Just like beauty, other talents also pretty much depend on a general penumbra of competence, networking, and marketing skills.
My best friend Molly Crabapple – the one I met to trade referrals with in 2003 – is now often invited to speak to young artists at art schools the world over about how to make a career for yourself as an artist. She’s bullishly upfront about how she did it: in the early days, she staged her own gallery shows in unlikely locations; she created events and charged admission; she did certain work for free in order to meet specific people, and took certain unglamorous commissions to pay the bills, and charged accordingly.
When teens reply, as they often do, “But I don’t want to do any of those things – I just want to make art,” she tells them not to be artists. Or, more specifically, to get regular jobs and do art as a hobby.

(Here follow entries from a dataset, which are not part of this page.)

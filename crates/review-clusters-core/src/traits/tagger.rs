//! Morphological tagger contract.

use crate::error::EngineResult;
use crate::types::WordToken;

/// Part-of-speech tagger collaborator.
///
/// Tagging a raw sentence string yields zero or more sentence segments, each
/// a list of tagged tokens. A compound input string produces more than one
/// segment; the extractor skips those (single-sentence assumption).
///
/// Implementations are expected to be heavyweight to construct (model load)
/// and immutable afterwards; build one at startup and share it.
pub trait Tagger: Send + Sync {
    /// Tag one raw sentence string.
    ///
    /// # Errors
    ///
    /// Returns [`EngineError::TaggingFailure`](crate::error::EngineError) on
    /// a per-sentence tagging fault; callers treat this as non-fatal.
    fn pos_tag(&self, sentence: &str) -> EngineResult<Vec<Vec<WordToken>>>;
}
//! End-to-end pipeline orchestration for one "create experiment" request,
//! plus the editing operations exposed on the persisted graph.

use std::collections::{BTreeMap, BTreeSet, HashMap};
use std::fmt;
use std::sync::Arc;

use tracing::{error, info, warn};
use uuid::Uuid;

use review_clusters_core::clustering::{ClusterRequest, EmbeddingClusterer};
use review_clusters_core::distill::{ClusterBucket, TopicDistiller};
use review_clusters_core::error::{EngineError, EngineResult};
use review_clusters_core::extract::SentenceExtractor;
use review_clusters_core::traits::DocumentStore;
use review_clusters_core::types::{
    Cluster, ClusterRef, Experiment, Polarity, Review, Sentence, SentenceDraft, Topic,
};
use review_clusters_storage::ExperimentRepository;

use crate::config::{ResolvedMethods, RunConfig};
use crate::context::PipelineContext;

/// Pipeline run state, in execution order.
///
/// `Failed` is terminal and reachable from every step; completed sub-steps
/// are not rolled back (compensating cleanup is `delete_experiment`).
#[derive(Debug, Clone, Copy, PartialEq, Eq)]
pub enum RunState {
    Validating,
    FetchingReviews,
    ExtractingSentences,
    SavingExperiment,
    ClusteringPos,
    ClusteringCon,
    DistillingTopics,
    Finalizing,
    Done,
    Failed,
}

impl fmt::Display for RunState {
    fn fmt(&self, f: &mut fmt::Formatter<'_>) -> fmt::Result {
        let name = match self {
            Self::Validating => "validating",
            Self::FetchingReviews => "fetching_reviews",
            Self::ExtractingSentences => "extracting_sentences",
            Self::SavingExperiment => "saving_experiment",
            Self::ClusteringPos => "clustering_pos",
            Self::ClusteringCon => "clustering_con",
            Self::DistillingTopics => "distilling_topics",
            Self::Finalizing => "finalizing",
            Self::Done => "done",
            Self::Failed => "failed",
        };
        f.write_str(name)
    }
}

/// Outcome of an extraction dry-run over a category's reviews.
#[derive(Debug, Clone)]
pub struct PeekSummary {
    pub category: String,
    pub pos_sentences: usize,
    pub con_sentences: usize,
}

/// Outcome of a successful pipeline run.
#[derive(Debug, Clone)]
pub struct RunSummary {
    pub experiment_id: Uuid,
    pub category: String,
    pub pos_sentences: usize,
    pub con_sentences: usize,
    pub pos_clusters: usize,
    pub con_clusters: usize,
    pub topics_created: usize,
}

/// Per-polarity intermediate state between clustering and distillation.
struct PolarityWork {
    polarity: Polarity,
    drafts: Vec<SentenceDraft>,
    /// One cluster label per draft, parallel to `drafts`.
    labels: Vec<usize>,
    /// Persisted clusters keyed by label.
    clusters: BTreeMap<usize, Cluster>,
    /// Distillation input keyed by label.
    buckets: BTreeMap<usize, ClusterBucket>,
}

impl PolarityWork {
    fn empty(polarity: Polarity) -> Self {
        Self {
            polarity,
            drafts: Vec::new(),
            labels: Vec::new(),
            clusters: BTreeMap::new(),
            buckets: BTreeMap::new(),
        }
    }
}

/// Sequences extraction, clustering, distillation, and persistence for a
/// category, and exposes the lifecycle editing operations.
pub struct ClusterPipelineOrchestrator {
    repository: ExperimentRepository,
    context: PipelineContext,
}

Dita Von Teese, a self-professed “very ordinary blonde girl from Michigan,” once commented, “If it were just about looks, I probably wouldn’t be the most famous burlesque star in the world, because I’m sure that I’m not the most beautiful one.” Von Teese has also commented that she took Bettie Page – bangs icon for dark-haired girls everywhere – as a cautionary tale who “had no money in the end because she didn’t own any of her images.” She’s a businesswoman before anything else.
Anyone who’s making art, or building bookcases, or stripping, or helping people beat the GMAT, or teaching Pilates, or walking dogs, and thinks that marketing, networking, bookkeeping, organization, etc., are “not their job” is sorely mistaken, and destined for a life of bitterly wondering why “less talented” people keep beating them at everything.
Obviously, I’m suggested that we can be those people. I do my best to make Bullish a good place to start.